J’étais frappée de stupeur ; je n’osais comprendre.

— Que dites-vous ?… balbutiai-je dans mon trouble ; Louise, Louise vous aime,… vous le savez. Vous êtes fou !…

— Peut-être, dit-il doucement ; mais n’aurez-vous pas pitié de ma folie ? Si vous saviez ce que j’ai souffert en sentant naître et grandir en moi cet amour !

— Robert, dis-je d’un ton sévère et en essayant d’affermir ma voix malgré les battemens précipités de mon cœur, pas un mot de plus ! Chacune de vos paroles est une offense… Comment ne l’avez-vous pas compris ? comment osez-vous me parler d’amour ?

— Pardon, murmura-t-il, je suis un pauvre fou, vous l’avez dit ; mais je vous respecte et je vous adore. — Écoutez-moi ; consentez à m’entendre… Puis-je offrir à Louise un cœur qui est à vous ? Serait-ce loyal, dites ? Le puis-je ? Sais-je seulement si elle tient à moi ? C’est une enfant ; est-ce qu’on aime à son âge ? est-ce qu’on sait aimer ? Madeleine, je suis libre encore, songez-y, et je vous aime à en mourir.

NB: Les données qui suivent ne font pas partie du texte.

//! Chunk-local to document-global offset remapping.
//!
//! [`remap_spans`] is the pure offset shift. [`Remapper`] is the boundary
//! where annotator output enters the engine: every span is validated
//! against its chunk first, and invalid spans are reported with the chunk
//! id and their position in the annotator's list.

use serde::Serialize;
use thiserror::Error;
use tracing::{debug, warn};

use crate::chunk::Chunk;
use crate::span::{GlobalSpan, LocalSpan, SpanError};

/// A span rejected at the remapping boundary.
#[derive(Error, Debug, Clone, PartialEq, Serialize)]
#[error("Span {index} of chunk {chunk_id} rejected: {reason}")]
pub struct RejectedSpan {
    /// Chunk the span was produced for
    pub chunk_id: String,

    /// Position of the span in the chunk's annotation list
    pub index: usize,

    /// What was wrong with it
    #[serde(serialize_with = "serialize_display")]
    pub reason: SpanError,
}

/// Error returned when a chunk's annotation contains invalid spans.
#[derive(Error, Debug, Clone)]
#[error("Chunk {chunk_id}: {} span(s) rejected", .rejected.len())]
pub struct RemapError {
    pub chunk_id: String,
    pub rejected: Vec<RejectedSpan>,
}

/// Result of remapping one chunk: accepted spans plus rejections.
#[derive(Debug, Clone, Default)]
pub struct RemapOutcome {
    /// Valid spans in document coordinates, in input order
    pub spans: Vec<GlobalSpan>,

    /// Invalid spans, in input order
    pub rejected: Vec<RejectedSpan>,
}

impl RemapOutcome {
    /// Fail if anything was rejected.
    pub fn into_result(self, chunk_id: &str) -> Result<Vec<GlobalSpan>, RemapError> {
        if self.rejected.is_empty() {
            Ok(self.spans)
        } else {
            Err(RemapError {
                chunk_id: chunk_id.to_string(),
                rejected: self.rejected,
            })
        }
    }
}

/// Shift every span by `global_offset`.
///
/// Order and cardinality are preserved; no validation is done, and
/// offsets saturate instead of overflowing.
pub fn remap_spans(spans: Vec<LocalSpan>, global_offset: usize) -> Vec<GlobalSpan> {
    spans
        .into_iter()
        .map(|span| span.into_global(global_offset))
        .collect()
}

/// Validating remapper for annotator output.
#[derive(Debug, Clone, Copy, Default)]
pub struct Remapper {
    verify_text: bool,
}

impl Remapper {
    pub fn new() -> Self {
        Self::default()
    }

    /// Also require each span's text to match the chunk slice.
    pub fn verify_text(mut self, verify: bool) -> Self {
        self.verify_text = verify;
        self
    }

    /// Validate `spans` against `chunk` and remap the valid ones.
    pub fn remap(&self, chunk: &Chunk, spans: Vec<LocalSpan>) -> RemapOutcome {
        self.remap_decoded(chunk, spans.into_iter().map(Ok))
    }

    /// Like [`Remapper::remap`], for spans decoded one at a time.
    ///
    /// An `Err` entry is a span that could not be decoded; it is rejected
    /// at its position without affecting its neighbours.
    pub fn remap_decoded<I>(&self, chunk: &Chunk, spans: I) -> RemapOutcome
    where
        I: IntoIterator<Item = Result<LocalSpan, SpanError>>,
    {
        let mut outcome = RemapOutcome::default();

        for (index, span) in spans.into_iter().enumerate() {
            match span.and_then(|span| self.check(chunk, &span).map(|()| span)) {
                Ok(span) => outcome.spans.push(span.into_global(chunk.global_offset)),
                Err(reason) => {
                    warn!(
                        chunk_id = %chunk.chunk_id,
                        index,
                        %reason,
                        "Rejected span at remapping boundary"
                    );
                    outcome.rejected.push(RejectedSpan {
                        chunk_id: chunk.chunk_id.clone(),
                        index,
                        reason,
                    });
                }
            }
        }

        debug!(
            chunk_id = %chunk.chunk_id,
            accepted = outcome.spans.len(),
            rejected = outcome.rejected.len(),
            "Remapped chunk"
        );

        outcome
    }

    /// Strict variant of [`Remapper::remap`]: any rejection fails the chunk.
    pub fn remap_strict(
        &self,
        chunk: &Chunk,
        spans: Vec<LocalSpan>,
    ) -> Result<Vec<GlobalSpan>, RemapError> {
        self.remap(chunk, spans).into_result(&chunk.chunk_id)
    }

    fn check(&self, chunk: &Chunk, span: &LocalSpan) -> Result<(), SpanError> {
        span.validate()?;

        if span.end_char > chunk.len() {
            return Err(SpanError::OutOfChunkBounds {
                end: span.end_char,
                length: chunk.len(),
            });
        }

        if span.end_char.checked_add(chunk.global_offset).is_none() {
            return Err(SpanError::OffsetOverflow {
                end: span.end_char,
                offset: chunk.global_offset,
            });
        }

        if self.verify_text {
            span.verify_text(&chunk.text)?;
        }

        Ok(())
    }
}

/// Remap one chunk's spans with default validation (no text check).
pub fn remap_chunk(chunk: &Chunk, spans: Vec<LocalSpan>) -> Result<Vec<GlobalSpan>, RemapError> {
    Remapper::new().remap_strict(chunk, spans)
}

fn serialize_display<S: serde::Serializer>(
    value: &SpanError,
    serializer: S,
) -> Result<S::Ok, S::Error> {
    serializer.collect_str(value)
}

— Assez ! m’écriai-je en le repoussant, car il était presque à mes pieds ; je ne veux pas vous entendre. Tout cela est une trahison envers ma sœur, et pour moi un outrage.

Je fis un mouvement pour sortir.

— Vous ne voulez pas m’entendre ! s’écria-t-il avec un éclat subit dans la voix et en saisissant mes deux mains, qu’il retint fortement dans les siennes. Vous êtes cruelle, Madeleine ; mais, sachez-le, mon amour n’est pas de ceux qu’on décourage. Je vous aimerai malgré vous, et je vous forcerai à m’aimer… Oh ! vous allez me railler, je le sais ; mais vous ne connaissez pas la passion. Vous croyez qu’on peut nouer et dénouer ces chaînes en souriant ou en secouant dédaigneusement la tête !… Vous croyez qu’on peut dire à un homme : Aimez ici, et n’aimez pas là ! L’amour ne choisit pas, Madeleine ; il vient d’en haut et nous terrasse. Ne riez pas, imprudente, cela vous porterait malheur.

Tandis qu’il parlait, je me sentais troublée, à demi vaincue déjà. Ces paroles enflammées, cet emportement jusqu’alors inconnu trouvaient un secret complice dans la faiblesse de mon cœur ; mais je me raidis contre moi-même, et, affectant une froideur hautaine, je dégageai mes mains, qu’il tenait encore. À cet instant, un rayon de lumière qui glissa entre les deux portières et le frôlement d’une robe sur le tapis du salon voisin nous avertirent de l’approche de Louise, — Madeleine, dit-il précipitamment, un mot encore, un seul ! En quoi mon amour vous offenserait-il, si Louise y consentait ? Laissez-moi…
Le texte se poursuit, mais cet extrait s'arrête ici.